Amenhotep the Lion

The remains of this painted wooden chair's armrest is from the Egyptian New Kingdom (about 1520 BC) and was buried near Thebes, but is now displayed at Liverpool’s World Museum. Egyptian kings liked to be depicted as sphinxes to show their strength, power and divine nature. With his lion’s body and kingly head, Pharaoh Amenhotep I is wearing his horned and feathered atef crown.
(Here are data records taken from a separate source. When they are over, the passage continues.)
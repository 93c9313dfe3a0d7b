//! Payment ledger: records payments and keeps student balances in step.
//!
//! Checks that can fail run before any write. Status moves are conditional on
//! the expected source status so racing callers cannot both win. When the
//! payment write lands but the balance write does not, the caller gets
//! [`LedgerError::Dependency`] and the event is logged for reconciliation.

use chrono::{DateTime as ChronoDateTime, Duration, NaiveTime, Utc};
use mongodb::bson::DateTime;
use rust_decimal::prelude::ToPrimitive;
use rust_decimal::Decimal;
use std::sync::Arc;
use tracing::instrument;
use uuid::Uuid;

use super::error::{LedgerError, StoreError};
use super::identifiers::ReceiptNumberSource;
use super::metrics;
use super::repository::{
    DateRange, OrganizationRepository, Page, Paginated, PaymentFilter, PaymentRepository,
    StudentAccountRepository,
};
use crate::models::{
    net_amount, BalanceChange, Discount, LateFee, Organization, Payment, PaymentFor,
    PaymentMethod, PaymentStatistics, PaymentStatus, Refund, StatusChange, StudentAccount,
    TodaySummary, MAX_MONEY,
};

pub const DEFAULT_CURRENCY: &str = "UZS";
pub const MAX_RECEIPT_ATTEMPTS: usize = 5;
pub const MAX_NOTES_LEN: usize = 500;
pub const REFUND_REASON_LEN: std::ops::RangeInclusive<usize> = 3..=200;
/// Days since the last completed payment after which an indebted student is
/// reported as overdue.
pub const OVERDUE_AFTER_DAYS: i64 = 30;

#[derive(Debug, Clone, PartialEq)]
pub struct NewPayment {
    pub student_id: String,
    pub amount: Decimal,
    pub currency: Option<String>,
    pub discount: Discount,
    pub late_fee: LateFee,
    pub payment_method: PaymentMethod,
    pub payment_for: PaymentFor,
    pub payment_date: Option<DateTime>,
    pub due_date: Option<DateTime>,
    pub transaction_id: Option<String>,
    pub notes: Option<String>,
    /// Record as `pending`; the balance moves on verification.
    pub await_verification: bool,
}

#[derive(Debug, Clone, PartialEq)]
pub struct RefundRequest {
    pub amount: Decimal,
    pub reason: String,
}

#[derive(Debug, Clone, Default, PartialEq)]
pub struct PaymentUpdate {
    pub notes: Option<String>,
    pub status: Option<PaymentStatus>,
}

/// Who is reading. Students only see their own payments.
#[derive(Debug, Clone, PartialEq, Eq)]
pub enum Viewer {
    Staff,
    Student { user_id: String },
}

#[derive(Debug, Clone)]
pub struct RecordedPayment {
    pub payment: Payment,
    pub student: StudentAccount,
}

#[derive(Debug, Clone)]
pub struct PaymentReceipt {
    pub payment: Payment,
    pub student: StudentAccount,
    pub organization: Option<Organization>,
}

/// An indebted student whose last completed payment is older than
/// [`OVERDUE_AFTER_DAYS`].
#[derive(Debug, Clone)]
pub struct OverdueAccount {
    pub student: StudentAccount,
    pub last_payment_date: DateTime,
    pub days_overdue: i64,
}

pub struct PaymentLedger {
    payments: Arc<dyn PaymentRepository>,
    students: Arc<dyn StudentAccountRepository>,
    organizations: Arc<dyn OrganizationRepository>,
    receipts: Arc<dyn ReceiptNumberSource>,
}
If Amenhotep I is dated correctly (1525-1506BC), he may have been the Pharaoh who ordered the deaths of the male Hebrew children, from whom Moses was delivered in his reed basket. This lion-like king was therefore tricked into raising the liberator of the Hebrews in his own palace. Later, Balaam prophecies in in Numbers 23:23-25:

“For there is no sorcery against Jacob,

Nor any divination against Israel.

It now must be said of Jacob

And of Israel, ‘Oh, what God has done!’

Look, a people rises like a lioness,

And lifts itself up like a lion;

It shall not lie down until it devours the prey,

And drinks the blood of the slain.”

The devil may roar like a lion and pagan kings may depict themselves as such, but here God decrees His people to be the more leonine, for it was from them that Lion of Judah would come. By the word of His terrifying mouth, poor tabby cat Amenhotep is soundly devoured, his heirs washed away in the Red Sea and his slaves released.   

“Safe?” said Mr. Beaver; “don’t you hear what Mrs. Beaver tells you? Who said anything about safe? ‘Course he isn’t safe. But he’s good. He’s the King, I tell you.”